We must begin by furnishing a place for God to display His attributes. One must begin with faith, which alone accesses the benefits of God’s nature, faith then procures the oomph of virtue which puts an engine in our vehicle. The first of the virtues added to faith and virtue is knowledge; in essence you must have a compass directing you to your destination. For the Christian, the knowledge which our compass and our map brings us does not lead us merely to a place, but to a person; our destination is Christ. Temperance is like train tracks for the vehicle, and it guides this knowledge of our destination and it governs it, so that no matter what short-cuts present themselves (or how alluring those short-cuts may seem), the soul takes the path that God has ordained.
Patience or endurance is added to all this in order to give the grit and determination to, in the end, arrive; but godliness must be quickly added. Godliness is not simply “god-likeness,” rather it ought better to be understood as worshipful devotion to one’s god.
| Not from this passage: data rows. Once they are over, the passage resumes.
//! Library backend: reads pictures straight out of the XLSX package.

use std::collections::BTreeSet;
use std::fs::OpenOptions;
use std::io::Write;
use std::path::{Path, PathBuf};

use rowpix_core::{locate, unique_path};
use rowpix_xlsx::{SheetImage, XlsxImageReader};

use crate::backend::{ExportReport, ExtractionBackend, RowNamer};
use crate::error::{ExportError, Result};
use crate::options::ExportJob;

const PACKAGE_EXTENSIONS: [&str; 2] = ["xlsx", "xlsm"];

/// Whether `path` names a package the library backend can open.
pub fn is_supported_package(path: &Path) -> bool {
    path.extension()
        .and_then(|e| e.to_str())
        .is_some_and(|ext| {
            PACKAGE_EXTENSIONS
                .iter()
                .any(|known| ext.eq_ignore_ascii_case(known))
        })
}

#[derive(Debug, Default)]
pub struct LibraryBackend;

impl LibraryBackend {
    pub fn new() -> Self {
        Self
    }
}

impl ExtractionBackend for LibraryBackend {
    fn name(&self) -> &'static str {
        "openpyxl"
    }

    fn export(&mut self, job: &ExportJob, skip_rows: &BTreeSet<u32>) -> Result<ExportReport> {
        let mut report = ExportReport::default();

        if !is_supported_package(&job.input) {
            log::warn!(
                "{}: not an .xlsx/.xlsm package, library backend skipped",
                job.input.display()
            );
            return Ok(report);
        }

        let sheet = XlsxImageReader::read_sheet_file(&job.input, &job.sheet)?;
        log::debug!(
            "sheet '{}': {} picture(s), declared max row {}",
            sheet.sheet_name,
            sheet.image_count(),
            sheet.declared_max_row
        );

        let buckets = locate(
            sheet.images.iter().map(|img| (img.anchor.resolve(), img)),
            job.locate_params(),
        );
        if buckets.dropped() > 0 {
            log::debug!("{} picture(s) without a usable anchor", buckets.dropped());
        }

        let mut namer = RowNamer::new(job.carry_names);
        for row in buckets.scan_range(sheet.declared_max_row) {
            let base = namer.name(row, sheet.merged_text(row, job.name_col));

            let images = buckets.get(row);
            if images.is_empty() || skip_rows.contains(&row) {
                continue;
            }

            for (k, image) in images.iter().enumerate() {
                match write_image(&job.output_dir, &base, k + 1, image) {
                    Ok(path) => report.record(row, path),
                    Err(e) => log::warn!("row {row}: picture {} skipped: {e}", k + 1),
                }
            }
        }

        log::info!(
            "library backend: {} file(s) from {} row(s)",
            report.exported,
            report.rows.len()
        );
        Ok(report)
    }
}

/// Validate the picture bytes and write them unchanged to `<base>_<index>.<ext>`.
fn write_image(dir: &Path, base: &str, index: usize, image: &SheetImage) -> Result<PathBuf> {
    let part = image.media_part.as_deref().unwrap_or("<unresolved>");
    let data = image
        .data
        .as_deref()
        .ok_or_else(|| ExportError::MissingMedia(part.to_string()))?;

    let format = image::guess_format(data)?;
    image::load_from_memory_with_format(data, format)?;

    let ext = format.extensions_str().first().copied().unwrap_or("img");
    let path = unique_path(dir, &format!("{base}_{index}.{ext}"))?;

    let mut file = OpenOptions::new().write(true).create_new(true).open(&path)?;
    file.write_all(data)?;
    Ok(path)
}
//! Cell text, merges and sheet extent.

use std::io::Cursor;

use crate::{PackageFixture, SheetFixture};
use pretty_assertions::assert_eq;
use rowpix_xlsx::XlsxImageReader;

#[test]
fn test_merged_name_reads_top_left() {
    let package = PackageFixture::new()
        .sheet(
            SheetFixture::new("Sheet2")
                .text("B2", "Valve <DN50>")
                .text("B5", "Pump")
                .merge("B2:B4"),
        )
        .build();

    let sheet = XlsxImageReader::read_sheet(Cursor::new(package), "Sheet2").unwrap();
    assert_eq!(sheet.merged_text(3, 2), Some("Valve <DN50>"));
    assert_eq!(sheet.merged_text(4, 2), Some("Valve <DN50>"));
    assert_eq!(sheet.cell_text(3, 2), None);
    assert_eq!(sheet.merged_text(5, 2), Some("Pump"));
    assert_eq!(sheet.merged_regions().len(), 1);
}

#[test]
fn test_declared_max_row_uses_dimension_and_rows() {
    let package = PackageFixture::new()
        .sheet(SheetFixture::new("Sheet1").text("A3", "x").dimension("A1:C12"))
        .sheet(SheetFixture::new("Sheet2").text("A7", "y"))
        .build();

    let first = XlsxImageReader::read_sheet(Cursor::new(package.clone()), "Sheet1").unwrap();
    assert_eq!(first.declared_max_row, 12);

    let second = XlsxImageReader::read_sheet(Cursor::new(package), "Sheet2").unwrap();
    assert_eq!(second.declared_max_row, 7);
}

#[test]
fn test_escaped_inline_text_is_decoded() {
    let package = PackageFixture::new()
        .sheet(SheetFixture::new("Sheet1").text("A1", "line_x000a_two"))
        .build();

    let sheet = XlsxImageReader::read_sheet(Cursor::new(package), "Sheet1").unwrap();
    assert_eq!(sheet.cell_text(1, 1), Some("line\ntwo"));
}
Someone could have all these other virtues, but if they are merely trudging a path (knowing where they are going, not veering from the path and plodding faithfully along) they reveal that the destination is not of great worth to them; true eusebeia is demonstrated in the gold rush of 1849, men abandoning all other pursuits in order to get to where the gold is. How you run a race matters. For an example of this, enjoy this video that has been floating around:
But this attribute is then followed by brotherly kindness, for as we walk this way we will find others along this path, going to the same destination, and we must spur one another onward towards our goal and our prize. Above all, this philadelphia love is shown by the body of Christ, because Christ is our brother born for adversity; He carried the burden of travelling this way, enables us to travel this way, and gives us the gift of brother’s in the faith to both bolster our waning strength and to be an opportunity for us to be Christians (i.e. little-Christs) by bearing each others’ burdens.
Finally, we arrive at what might be called our destination . . . agape. The Christian’s pilgrimage is both bringing nigh the Kingdom of God (which is marked by agape) and journeying to that Heavenly City where all is pure love and loveliness.